▶ WHAT YOU NEED TO DO:
Only the first line of the listing and the lines after it, up to and including the one containing "and handing it", should be retyped exactly.

▶ DATA EXTRACTS:

↓↓↓

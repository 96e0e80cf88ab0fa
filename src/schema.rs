//! Column types and the string-to-value converters bound to them.
//!
//! A [`Schema`] is the ordered list of [`ColumnType`]s the sink's statement binds.
//! [`SchemaBinder`] resolves one converter per column once, up front, so a missing
//! parser is reported before any row is read and the per-row path is a plain indexed
//! call.
//!
//! The builtin converters live in a process-wide table that is built on first use and
//! never mutated afterwards. Extra types are supported by building a custom
//! [`ConverterTable`] and handing it to [`SchemaBinder::with_table`].

use crate::error::{LoadError, LoadResult};
use crate::reader::RawRecord;
use std::collections::HashMap;
use std::fmt;
use std::str::FromStr;
use std::sync::LazyLock;

/// Declared type of a column.
#[derive(Debug, Clone, PartialEq, Eq, Hash)]
pub enum ColumnType {
    /// 32-bit signed integer.
    Int,
    /// 64-bit signed integer.
    BigInt,
    /// UTF-8 text, passed through unchanged.
    Text,
    /// Double-precision float.
    Double,
    /// Single-precision float.
    Float,
    Boolean,
    /// A type the sink declared that this crate has no builtin name for.
    Other(String),
}

impl ColumnType {
    #[must_use]
    pub fn name(&self) -> &str {
        match self {
            Self::Int => "int",
            Self::BigInt => "bigint",
            Self::Text => "text",
            Self::Double => "double",
            Self::Float => "float",
            Self::Boolean => "boolean",
            Self::Other(name) => name,
        }
    }
}

impl fmt::Display for ColumnType {
    fn fmt(&self, f: &mut fmt::Formatter<'_>) -> fmt::Result {
        f.write_str(self.name())
    }
}

impl FromStr for ColumnType {
    type Err = std::convert::Infallible;

    /// Parse a type tag. Unknown tags become [`ColumnType::Other`] so the binder, not
    /// the parser, decides whether they can be loaded.
    fn from_str(s: &str) -> Result<Self, Self::Err> {
        let tag = s.trim().to_ascii_lowercase();
        Ok(match tag.as_str() {
            "int" | "integer" => Self::Int,
            "bigint" | "long" => Self::BigInt,
            "text" | "varchar" | "ascii" => Self::Text,
            "double" => Self::Double,
            "float" => Self::Float,
            "boolean" | "bool" => Self::Boolean,
            _ => Self::Other(tag),
        })
    }
}

/// A converted field value.
#[derive(Debug, Clone, PartialEq)]
pub enum TypedValue {
    Int(i32),
    BigInt(i64),
    Text(String),
    Double(f64),
    Float(f32),
    Boolean(bool),
}

/// One converted record, positionally aligned with its schema.
pub type TypedBinding = Vec<TypedValue>;

/// Parse function for one column type. `None` means the text is not a valid value.
pub type Converter = fn(&str) -> Option<TypedValue>;

/// Ordered column types of a run.
#[derive(Debug, Clone, PartialEq, Eq, Default)]
pub struct Schema {
    columns: Vec<ColumnType>,
}

impl Schema {
    #[must_use]
    pub fn new(columns: Vec<ColumnType>) -> Self {
        Self { columns }
    }

    /// Build a schema from textual type tags such as `["int", "double"]`.
    pub fn from_tags<S: AsRef<str>>(tags: &[S]) -> Self {
        let columns = tags
            .iter()
            .map(|t| match t.as_ref().parse::<ColumnType>() {
                Ok(ty) => ty,
                Err(never) => match never {},
            })
            .collect();
        Self { columns }
    }

    #[must_use]
    pub fn arity(&self) -> usize {
        self.columns.len()
    }

    #[must_use]
    pub fn columns(&self) -> &[ColumnType] {
        &self.columns
    }
}

impl From<Vec<ColumnType>> for Schema {
    fn from(columns: Vec<ColumnType>) -> Self {
        Self::new(columns)
    }
}

fn parse_int(s: &str) -> Option<TypedValue> {
    s.parse().ok().map(TypedValue::Int)
}

fn parse_bigint(s: &str) -> Option<TypedValue> {
    s.parse().ok().map(TypedValue::BigInt)
}

fn parse_text(s: &str) -> Option<TypedValue> {
    Some(TypedValue::Text(s.to_owned()))
}

fn parse_double(s: &str) -> Option<TypedValue> {
    s.parse().ok().map(TypedValue::Double)
}

fn parse_float(s: &str) -> Option<TypedValue> {
    s.parse().ok().map(TypedValue::Float)
}

fn parse_boolean(s: &str) -> Option<TypedValue> {
    s.parse().ok().map(TypedValue::Boolean)
}

static BUILTIN: LazyLock<ConverterTable> = LazyLock::new(|| ConverterTable {
    converters: HashMap::from([
        (ColumnType::Int, parse_int as Converter),
        (ColumnType::BigInt, parse_bigint as Converter),
        (ColumnType::Text, parse_text as Converter),
        (ColumnType::Double, parse_double as Converter),
        (ColumnType::Float, parse_float as Converter),
        (ColumnType::Boolean, parse_boolean as Converter),
    ]),
});

/// Immutable mapping from column type to its converter.
#[derive(Clone)]
pub struct ConverterTable {
    converters: HashMap<ColumnType, Converter>,
}

impl ConverterTable {
    /// The process-wide table of builtin converters.
    #[must_use]
    pub fn builtin() -> &'static ConverterTable {
        &BUILTIN
    }

    /// Start a custom table seeded with the builtin converters.
    #[must_use]
    pub fn builder() -> ConverterTableBuilder {
        ConverterTableBuilder {
            converters: BUILTIN.converters.clone(),
        }
    }

    #[must_use]
    pub fn get(&self, ty: &ColumnType) -> Option<Converter> {
        self.converters.get(ty).copied()
    }
}

/// Builder for a [`ConverterTable`] with extra or replaced converters.
pub struct ConverterTableBuilder {
    converters: HashMap<ColumnType, Converter>,
}

impl ConverterTableBuilder {
    /// Register `converter` for `ty`, replacing any previous one.
    #[must_use]
    pub fn register(mut self, ty: ColumnType, converter: Converter) -> Self {
        self.converters.insert(ty, converter);
        self
    }

    #[must_use]
    pub fn build(self) -> ConverterTable {
        ConverterTable {
            converters: self.converters,
        }
    }
}

/// Per-column converters resolved for one schema.
#[derive(Clone)]
pub struct SchemaBinder {
    schema: Schema,
    converters: Vec<Converter>,
}

impl fmt::Debug for SchemaBinder {
    fn fmt(&self, f: &mut fmt::Formatter<'_>) -> fmt::Result {
        f.debug_struct("SchemaBinder")
            .field("schema", &self.schema)
            .finish_non_exhaustive()
    }
}

impl SchemaBinder {
    /// Resolve converters from the builtin table.
    ///
    /// # Errors
    /// Returns [`LoadError::NoConverter`] for the first column whose type is not registered.
    pub fn new(schema: Schema) -> LoadResult<Self> {
        Self::with_table(schema, ConverterTable::builtin())
    }

    /// Resolve converters from `table`.
    ///
    /// # Errors
    /// Returns [`LoadError::NoConverter`] for the first column whose type is not in `table`.
    pub fn with_table(schema: Schema, table: &ConverterTable) -> LoadResult<Self> {
        let converters = schema
            .columns()
            .iter()
            .enumerate()
            .map(|(column, ty)| {
                table.get(ty).ok_or_else(|| LoadError::NoConverter {
                    column,
                    declared: ty.clone(),
                })
            })
            .collect::<LoadResult<Vec<_>>>()?;
        Ok(Self { schema, converters })
    }

    #[must_use]
    pub fn schema(&self) -> &Schema {
        &self.schema
    }

    #[must_use]
    pub fn arity(&self) -> usize {
        self.converters.len()
    }

    /// Convert the raw text of one column.
    ///
    /// # Errors
    /// Returns [`LoadError::MalformedValue`] if `raw` does not parse as the declared type.
    ///
    /// # Panics
    /// Panics if `column` is outside the schema.
    pub fn convert(&self, column: usize, raw: &str) -> LoadResult<TypedValue> {
        (self.converters[column])(raw).ok_or_else(|| LoadError::MalformedValue {
            column,
            declared: self.schema.columns[column].clone(),
            value: raw.to_owned(),
        })
    }

    /// Convert every field of `record`.
    ///
    /// # Errors
    /// Returns [`LoadError::WrongWidth`] if the record width differs from the schema,
    /// or the first [`LoadError::MalformedValue`].
    pub fn bind(&self, record: &RawRecord) -> LoadResult<TypedBinding> {
        if record.len() != self.arity() {
            return Err(LoadError::WrongWidth {
                expected: self.arity(),
                found: record.len(),
            });
        }
        record
            .iter()
            .enumerate()
            .map(|(column, raw)| self.convert(column, raw))
            .collect()
    }
}

#[cfg(test)]
mod tests {
    use super::*;

    #[test]
    fn tags_parse_case_insensitively() {
        let schema = Schema::from_tags(&["INT", " double", "uuid"]);
        assert_eq!(
            schema.columns(),
            &[
                ColumnType::Int,
                ColumnType::Double,
                ColumnType::Other("uuid".into())
            ]
        );
    }

    #[test]
    fn builtin_table_is_shared() {
        assert!(std::ptr::eq(
            ConverterTable::builtin(),
            ConverterTable::builtin()
        ));
    }
}
//! Logger initialization.
//!
//! The crate logs through the `log` facade only. Applications that have no logger of
//! their own can call [`init_logger`] once at startup.

use log::LevelFilter;
use std::io::Write;

/// Install an `env_logger` backend.
///
/// `RUST_LOG` is read first, so other crates can be tuned from the environment;
/// `level` then applies to this crate and wins over `RUST_LOG` for it. Each line
/// carries the thread name, which tells the reader thread and the consumers apart.
///
/// ```bash
/// RUST_LOG=warn,ringload=debug my_loader data.csv
/// ```
///
/// # Errors
/// Returns an error if a logger is already installed in this process.
pub fn init_logger(level: LevelFilter) -> Result<(), log::SetLoggerError> {
    let mut builder = env_logger::Builder::from_default_env();
    builder.filter_module("ringload", level);
    builder.format(|buf, record| {
        let thread = std::thread::current();
        writeln!(
            buf,
            "{} {:<5} [{}] {}",
            buf.timestamp_millis(),
            record.level(),
            thread.name().unwrap_or("unnamed"),
            record.args()
        )
    });
    builder.try_init()
}

#[cfg(test)]
mod tests {
    use super::*;

    #[test]
    fn second_init_fails() {
        // Another test may have installed a logger first; either way a later call fails.
        let _ = init_logger(LevelFilter::Debug);
        assert!(init_logger(LevelFilter::Info).is_err());
    }
}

↑↑↑

▶ EXERCISE RESULT:
repository 96e0e80cf88ab0fa
filename src/schema.rs
//! Column types and the string-to-value converters bound to them.
//!
//! A [`Schema`] is the ordered list of [`ColumnType`]s the sink's statement binds.
//! [`SchemaBinder`] resolves one converter per column once, up front, so a missing
//! parser is reported before any row is read and the per-row path is a plain indexed
//! call.
//!
//! The builtin converters live in a process-wide table that is built on first use and
//! never mutated afterwards. Extra types are supported by building a custom
//! [`ConverterTable`] and handing it to [`SchemaBinder::with_table`].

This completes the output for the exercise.